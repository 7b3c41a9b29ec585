//! Conversion adapter interface and errors.

use async_trait::async_trait;
use bytes::Bytes;
use serde::{Deserialize, Serialize};
use thiserror::Error;

use crate::model::ModelDocument;

/// Options passed to every encode call.
#[derive(Debug, Clone, Copy, PartialEq, Eq, Serialize, Deserialize)]
pub struct EncodeOptions {
    /// Request mesh compression.
    pub compression: bool,
    /// Compression effort, 0 (fastest) to 10 (smallest).
    pub compression_level: u32,
}

impl Default for EncodeOptions {
    fn default() -> Self {
        Self {
            compression: false,
            compression_level: 10,
        }
    }
}

/// Errors that can occur while encoding a model.
#[derive(Debug, Error)]
pub enum ConvertError {
    /// The adapter does not implement a requested feature.
    #[error("unsupported conversion feature: {0}")]
    Unsupported(&'static str),

    /// A buffer references data that is not embedded in the document.
    #[error("buffer {index} is not an embedded base64 data URI")]
    ExternalBuffer { index: usize },

    /// Embedded buffer payload is not valid base64.
    #[error("buffer {index} has invalid base64 payload: {source}")]
    Base64 {
        index: usize,
        #[source]
        source: base64::DecodeError,
    },

    /// Embedded buffer is shorter than its declared byte length.
    #[error("buffer {index} declares {expected} bytes but holds {actual}")]
    BufferLength {
        index: usize,
        expected: usize,
        actual: usize,
    },

    /// A buffer view points at a buffer that does not exist.
    #[error("buffer view {view} references missing buffer {buffer}")]
    DanglingBufferView { view: usize, buffer: usize },

    /// Container would exceed the 4 GiB GLB limit.
    #[error("encoded model exceeds the GLB size limit")]
    TooLarge,

    /// Malformed GLB container.
    #[error("invalid GLB container: {0}")]
    InvalidContainer(&'static str),

    #[error("model JSON error: {0}")]
    Json(#[from] serde_json::Error),

    /// The worker running the conversion panicked or was cancelled.
    #[error("conversion worker failed: {0}")]
    Worker(String),
}

/// Produces the transport encoding of a model.
#[async_trait]
pub trait ConversionAdapter: Send + Sync + std::fmt::Debug {
    /// Encode `model` into its binary artifact.
    async fn encode(&self, model: ModelDocument, options: EncodeOptions) -> Result<Bytes, ConvertError>;

    /// Whether `EncodeOptions::compression` can be honoured.
    fn supports_compression(&self) -> bool {
        false
    }
}
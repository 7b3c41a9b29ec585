//! Request pipeline.
//!
//! # Data Flow
//! ```text
//! raw query pairs
//!     → params::normalize → CanonicalParams → CacheKey
//!     → per-format stage
//!         cache hit  → Bytes                         (hit)
//!         in flight  → await the running conversion  (joined)
//!         miss       → spawn: customize → encode → store → Bytes (miss)
//! ```
//!
//! # Design Decisions
//! - Conversions run as detached tasks; an abandoned request still fills the cache
//! - One conversion per key at a time (in-flight map), unless disabled by config
//! - Failed conversions are never cached; the next request retries
//! - Each output format has its own cache, keyed by the bare parameter key

pub mod generator;

pub use generator::{AvatarPipeline, CacheStatus, Generated, PipelineBuilder, PipelineError};
//! HTTP protocol handling subsystem.
//!
//! # Data Flow
//! ```text
//! TCP connection
//!     → server.rs (Axum setup, middleware stack)
//!     → request.rs (request ID)
//!     → avatar.rs (path → format, query → pipeline)
//!     → response.rs (error mapping)
//!     → Send to client
//! ```

pub mod avatar;
pub mod request;
pub mod response;
pub mod server;

pub use avatar::X_AVATAR_CACHE;
pub use request::{RequestIdExt, UuidRequestId, X_REQUEST_ID};
pub use response::AppError;
pub use server::{AppState, HttpServer};
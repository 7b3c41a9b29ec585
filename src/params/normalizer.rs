//! Parameter normalization.

use crate::palette::Palette;
use crate::params::key::CacheKey;

/// Validated colour overrides keyed by lowercase slot name.
///
/// Iteration order is the sorted order of the original request keys.
#[derive(Debug, Clone, Default, PartialEq, Eq)]
pub struct CanonicalParams {
    entries: Vec<(String, String)>,
}

impl CanonicalParams {
    /// Look up the colour for a slot. `slot` must already be lowercase.
    pub fn get(&self, slot: &str) -> Option<&str> {
        self.entries
            .iter()
            .find(|(name, _)| name == slot)
            .map(|(_, color)| color.as_str())
    }

    pub fn iter(&self) -> impl Iterator<Item = (&str, &str)> {
        self.entries.iter().map(|(k, v)| (k.as_str(), v.as_str()))
    }

    pub fn len(&self) -> usize {
        self.entries.len()
    }

    pub fn is_empty(&self) -> bool {
        self.entries.is_empty()
    }

    /// Serialize into the cache key for this parameter set.
    pub fn cache_key(&self) -> CacheKey {
        CacheKey::from_entries(self.iter())
    }

    /// Insert or replace. A replaced slot keeps its original position.
    fn upsert(&mut self, slot: String, color: String) {
        match self.entries.iter_mut().find(|(name, _)| *name == slot) {
            Some(entry) => entry.1 = color,
            None => self.entries.push((slot, color)),
        }
    }
}

/// Map a raw parameter bag to its canonical form.
///
/// Pairs are visited in sorted raw-key order. Keys are lower-cased, values
/// that are not palette colours are dropped.
pub fn normalize<I, K, V>(palette: &Palette, raw: I) -> CanonicalParams
where
    I: IntoIterator<Item = (K, V)>,
    K: AsRef<str>,
    V: AsRef<str>,
{
    let mut pairs: Vec<(K, V)> = raw.into_iter().collect();
    pairs.sort_by(|a, b| a.0.as_ref().cmp(b.0.as_ref()));

    let mut params = CanonicalParams::default();
    for (key, value) in pairs {
        if let Some(color) = palette.canonical(value.as_ref()) {
            params.upsert(key.as_ref().to_lowercase(), color);
        }
    }
    params
}

#[cfg(test)]
mod tests {
    use super::*;

    fn palette() -> Palette {
        Palette::from_tokens(["#AABBCC", "#F7F6F5", "#545454"]).unwrap()
    }

    #[test]
    fn test_case_insensitive_keys_and_values() {
        let a = normalize(&palette(), [("Body", "#AABBCC")]);
        let b = normalize(&palette(), [("body", "aabbcc")]);
        assert_eq!(a, b);
        assert_eq!(a.cache_key(), b.cache_key());
        assert_eq!(a.get("body"), Some("aabbcc"));
    }

    #[test]
    fn test_invalid_values_dropped() {
        let params = normalize(&palette(), [("foo", "not-a-color"), ("body", "#f7f6f5")]);
        assert_eq!(params.len(), 1);
        assert_eq!(params.get("body"), Some("f7f6f5"));
        assert_eq!(params.get("foo"), None);
    }

    #[test]
    fn test_unknown_slot_with_valid_color_kept() {
        let params = normalize(&palette(), [("hat", "545454")]);
        assert_eq!(params.get("hat"), Some("545454"));
    }

    #[test]
    fn test_order_independent_of_input() {
        let a = normalize(&palette(), [("hair", "545454"), ("body", "f7f6f5")]);
        let b = normalize(&palette(), [("body", "f7f6f5"), ("hair", "545454")]);
        assert_eq!(a.cache_key(), b.cache_key());
        let slots: Vec<&str> = a.iter().map(|(k, _)| k).collect();
        assert_eq!(slots, vec!["body", "hair"]);
    }

    #[test]
    fn test_order_follows_raw_keys() {
        // "Zeta" sorts before "alpha" in byte order.
        let params = normalize(&palette(), [("alpha", "545454"), ("Zeta", "f7f6f5")]);
        let slots: Vec<&str> = params.iter().map(|(k, _)| k).collect();
        assert_eq!(slots, vec!["zeta", "alpha"]);
    }

    #[test]
    fn test_colliding_keys_later_value_wins() {
        let params = normalize(&palette(), [("body", "545454"), ("Body", "f7f6f5")]);
        assert_eq!(params.len(), 1);
        // "Body" < "body", so "body" is applied last.
        assert_eq!(params.get("body"), Some("545454"));
    }

    #[test]
    fn test_empty_input() {
        let params = normalize(&palette(), Vec::<(String, String)>::new());
        assert!(params.is_empty());
        assert_eq!(params.cache_key().as_str(), "{}");
    }
}
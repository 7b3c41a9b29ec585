//! Base model template.

use std::fs;
use std::path::{Path, PathBuf};
use thiserror::Error;

use crate::model::document::ModelDocument;

const BUNDLED_AVATAR: &str = include_str!("../../assets/avatar.gltf");

/// Errors raised while loading the template.
#[derive(Debug, Error)]
pub enum ModelError {
    #[error("failed to read model template {path:?}: {source}")]
    Io {
        path: PathBuf,
        #[source]
        source: std::io::Error,
    },

    #[error("failed to parse model template: {0}")]
    Parse(#[from] serde_json::Error),
}

/// The read-only avatar every request starts from.
///
/// Customization always works on [`ModelTemplate::instantiate`], a deep
/// copy; the shared document is never handed out mutably.
#[derive(Debug)]
pub struct ModelTemplate {
    document: ModelDocument,
}

impl ModelTemplate {
    /// The avatar shipped with the binary.
    pub fn bundled() -> Result<Self, ModelError> {
        Self::from_json_str(BUNDLED_AVATAR)
    }

    /// Load a glTF JSON document from disk.
    pub fn from_path(path: &Path) -> Result<Self, ModelError> {
        let content = fs::read_to_string(path).map_err(|source| ModelError::Io {
            path: path.to_path_buf(),
            source,
        })?;
        Self::from_json_str(&content)
    }

    pub fn from_json_str(content: &str) -> Result<Self, ModelError> {
        let document: ModelDocument = serde_json::from_str(content)?;
        if document.materials.is_empty() {
            tracing::warn!("Model template has no materials; colour overrides will have no effect");
        }
        Ok(Self { document })
    }

    pub fn document(&self) -> &ModelDocument {
        &self.document
    }

    /// Deep copy of the template for a single customization.
    pub fn instantiate(&self) -> ModelDocument {
        self.document.clone()
    }

    /// Lower-cased names of all named materials, in document order.
    pub fn slots(&self) -> Vec<String> {
        self.document.materials.iter().filter_map(|m| m.slot()).collect()
    }
}
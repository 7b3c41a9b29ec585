//! Configuration validation.
//!
//! # Responsibilities
//! - Semantic validation (serde handles syntactic)
//! - Validate value ranges (capacity > 0, compression levels, timeouts)
//! - Check that addresses, header values and palette tokens parse
//!
//! # Design Decisions
//! - Returns all validation errors, not just first
//! - Validation is pure function: AvatarConfig → Result<(), Vec<ValidationError>>
//! - Runs before config is accepted into the system

use std::net::SocketAddr;
use std::path::Path;

use axum::http::HeaderValue;
use thiserror::Error;
use tracing_subscriber::EnvFilter;

use crate::config::schema::AvatarConfig;
use crate::palette::{Palette, PaletteError};

/// A single semantic problem in the configuration.
#[derive(Debug, Error, PartialEq, Eq)]
pub enum ValidationError {
    #[error("{field}: invalid socket address {value:?}")]
    InvalidAddress { field: &'static str, value: String },

    #[error("cache.capacity must be greater than zero")]
    ZeroCapacity,

    #[error("palette: {0}")]
    Palette(PaletteError),

    #[error("model.template_path {0:?} does not exist")]
    MissingTemplate(String),

    #[error("{field} must be at most {max}, got {value}")]
    OutOfRange {
        field: &'static str,
        value: u64,
        max: u64,
    },

    #[error("http.cache_control is not a valid header value")]
    InvalidCacheControl,

    #[error("timeouts.request_secs must be greater than zero")]
    ZeroTimeout,

    #[error("observability.log_level {0:?} is not a valid filter")]
    InvalidLogLevel(String),
}

fn check_range(field: &'static str, value: u32, max: u32, errors: &mut Vec<ValidationError>) {
    if value > max {
        errors.push(ValidationError::OutOfRange {
            field,
            value: value as u64,
            max: max as u64,
        });
    }
}

/// Validate a deserialized configuration.
pub fn validate_config(config: &AvatarConfig) -> Result<(), Vec<ValidationError>> {
    let mut errors = Vec::new();

    if config.listener.bind_address.parse::<SocketAddr>().is_err() {
        errors.push(ValidationError::InvalidAddress {
            field: "listener.bind_address",
            value: config.listener.bind_address.clone(),
        });
    }

    if config.cache.capacity == 0 {
        errors.push(ValidationError::ZeroCapacity);
    }

    if let Err(e) = Palette::from_tokens(&config.palette.colors) {
        errors.push(ValidationError::Palette(e));
    }

    if let Some(path) = &config.model.template_path {
        if !Path::new(path).is_file() {
            errors.push(ValidationError::MissingTemplate(path.clone()));
        }
    }

    check_range("conversion.compression_level", config.conversion.compression_level, 10, &mut errors);
    check_range("http.compression_level", config.http.compression_level, 11, &mut errors);

    if HeaderValue::from_str(&config.http.cache_control).is_err() {
        errors.push(ValidationError::InvalidCacheControl);
    }

    if config.timeouts.request_secs == 0 {
        errors.push(ValidationError::ZeroTimeout);
    }

    if EnvFilter::try_new(&config.observability.log_level).is_err() {
        errors.push(ValidationError::InvalidLogLevel(config.observability.log_level.clone()));
    }

    if config.observability.metrics_enabled
        && config.observability.metrics_address.parse::<SocketAddr>().is_err()
    {
        errors.push(ValidationError::InvalidAddress {
            field: "observability.metrics_address",
            value: config.observability.metrics_address.clone(),
        });
    }

    if errors.is_empty() {
        Ok(())
    } else {
        Err(errors)
    }
}
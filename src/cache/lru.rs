//! Bounded least-recently-used map.

use std::collections::HashMap;
use std::hash::Hash;
use std::num::NonZeroUsize;

#[derive(Debug)]
struct Node<K, V> {
    key: K,
    value: V,
    prev: Option<usize>,
    next: Option<usize>,
}

/// LRU cache with a fixed capacity.
///
/// `head` is the most recently used entry, `tail` the next to be evicted.
#[derive(Debug)]
pub struct GenerationCache<K, V> {
    index: HashMap<K, usize>,
    nodes: Vec<Node<K, V>>,
    head: Option<usize>,
    tail: Option<usize>,
    capacity: NonZeroUsize,
}

impl<K: Hash + Eq + Clone, V> GenerationCache<K, V> {
    pub fn new(capacity: NonZeroUsize) -> Self {
        Self {
            index: HashMap::with_capacity(capacity.get()),
            nodes: Vec::with_capacity(capacity.get()),
            head: None,
            tail: None,
            capacity,
        }
    }

    /// True if `key` is present. Does not touch recency.
    pub fn has(&self, key: &K) -> bool {
        self.index.contains_key(key)
    }

    /// Fetch `key` and mark it most recently used.
    pub fn get(&mut self, key: &K) -> Option<&V> {
        let idx = *self.index.get(key)?;
        self.move_to_front(idx);
        Some(&self.nodes[idx].value)
    }

    /// Fetch `key` without changing recency.
    pub fn peek(&self, key: &K) -> Option<&V> {
        self.index.get(key).map(|&idx| &self.nodes[idx].value)
    }

    /// Insert or replace `key`, marking it most recently used.
    ///
    /// Returns the evicted entry when a new key pushed the cache past its
    /// capacity. Replacing an existing key never evicts.
    pub fn set(&mut self, key: K, value: V) -> Option<(K, V)> {
        if let Some(&idx) = self.index.get(&key) {
            self.nodes[idx].value = value;
            self.move_to_front(idx);
            return None;
        }

        if self.nodes.len() < self.capacity.get() {
            let idx = self.nodes.len();
            self.nodes.push(Node {
                key: key.clone(),
                value,
                prev: None,
                next: None,
            });
            self.index.insert(key, idx);
            self.push_front(idx);
            return None;
        }

        // Full: recycle the least recently used slot.
        let idx = self.tail?;
        self.unlink(idx);
        let node = &mut self.nodes[idx];
        let old_key = std::mem::replace(&mut node.key, key.clone());
        let old_value = std::mem::replace(&mut node.value, value);
        self.index.remove(&old_key);
        self.index.insert(key, idx);
        self.push_front(idx);
        Some((old_key, old_value))
    }

    pub fn len(&self) -> usize {
        self.nodes.len()
    }

    pub fn is_empty(&self) -> bool {
        self.nodes.is_empty()
    }

    pub fn capacity(&self) -> usize {
        self.capacity.get()
    }

    /// Keys from most to least recently used.
    pub fn keys(&self) -> impl Iterator<Item = &K> + '_ {
        let mut cursor = self.head;
        std::iter::from_fn(move || {
            let idx = cursor?;
            cursor = self.nodes[idx].next;
            Some(&self.nodes[idx].key)
        })
    }

    fn move_to_front(&mut self, idx: usize) {
        if self.head == Some(idx) {
            return;
        }
        self.unlink(idx);
        self.push_front(idx);
    }

    fn unlink(&mut self, idx: usize) {
        let (prev, next) = (self.nodes[idx].prev, self.nodes[idx].next);
        match prev {
            Some(p) => self.nodes[p].next = next,
            None => self.head = next,
        }
        match next {
            Some(n) => self.nodes[n].prev = prev,
            None => self.tail = prev,
        }
        self.nodes[idx].prev = None;
        self.nodes[idx].next = None;
    }

    fn push_front(&mut self, idx: usize) {
        self.nodes[idx].prev = None;
        self.nodes[idx].next = self.head;
        if let Some(h) = self.head {
            self.nodes[h].prev = Some(idx);
        }
        self.head = Some(idx);
        if self.tail.is_none() {
            self.tail = Some(idx);
        }
    }
}
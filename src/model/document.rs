//! glTF 2.0 document types.

use serde::{Deserialize, Serialize};
use serde_json::{Map, Value};

/// A glTF document with typed access to materials and buffers.
#[derive(Debug, Clone, PartialEq, Serialize, Deserialize)]
pub struct ModelDocument {
    #[serde(default, skip_serializing_if = "Vec::is_empty")]
    pub materials: Vec<Material>,

    #[serde(default, skip_serializing_if = "Vec::is_empty")]
    pub buffers: Vec<Buffer>,

    #[serde(rename = "bufferViews", default, skip_serializing_if = "Vec::is_empty")]
    pub buffer_views: Vec<BufferView>,

    /// Untyped top-level properties (asset, nodes, meshes, accessors...).
    #[serde(flatten)]
    pub extra: Map<String, Value>,
}

/// A material entry. The name is the colour slot identifier.
#[derive(Debug, Clone, PartialEq, Serialize, Deserialize)]
pub struct Material {
    #[serde(default, skip_serializing_if = "Option::is_none")]
    pub name: Option<String>,

    #[serde(rename = "pbrMetallicRoughness", default, skip_serializing_if = "Option::is_none")]
    pub pbr_metallic_roughness: Option<PbrMetallicRoughness>,

    #[serde(flatten)]
    pub extra: Map<String, Value>,
}

impl Material {
    /// Lower-cased material name, used to match colour slots.
    pub fn slot(&self) -> Option<String> {
        self.name.as_deref().map(str::to_lowercase)
    }

    pub fn base_color_factor(&self) -> Option<[f64; 4]> {
        self.pbr_metallic_roughness
            .as_ref()
            .and_then(|pbr| pbr.base_color_factor)
    }

    pub fn set_base_color_factor(&mut self, factor: [f64; 4]) {
        self.pbr_metallic_roughness
            .get_or_insert_with(PbrMetallicRoughness::default)
            .base_color_factor = Some(factor);
    }
}

#[derive(Debug, Clone, Default, PartialEq, Serialize, Deserialize)]
pub struct PbrMetallicRoughness {
    #[serde(rename = "baseColorFactor", default, skip_serializing_if = "Option::is_none")]
    pub base_color_factor: Option<[f64; 4]>,

    #[serde(flatten)]
    pub extra: Map<String, Value>,
}

#[derive(Debug, Clone, PartialEq, Serialize, Deserialize)]
pub struct Buffer {
    #[serde(rename = "byteLength")]
    pub byte_length: usize,

    #[serde(default, skip_serializing_if = "Option::is_none")]
    pub uri: Option<String>,

    #[serde(flatten)]
    pub extra: Map<String, Value>,
}

#[derive(Debug, Clone, PartialEq, Serialize, Deserialize)]
pub struct BufferView {
    pub buffer: usize,

    #[serde(rename = "byteOffset", default, skip_serializing_if = "Option::is_none")]
    pub byte_offset: Option<usize>,

    #[serde(rename = "byteLength")]
    pub byte_length: usize,

    #[serde(flatten)]
    pub extra: Map<String, Value>,
}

☆ ☆ ☆

*WORK TO COMPLETE:* Could you please find every line of the listing above holding the string "crate" and copy it?

*RESULT BELOW:*
use crate::model::ModelDocument;
use crate::palette::Palette;
use crate::params::key::CacheKey;
use crate::model::document::ModelDocument;
use crate::config::schema::AvatarConfig;
use crate::palette::{Palette, PaletteError};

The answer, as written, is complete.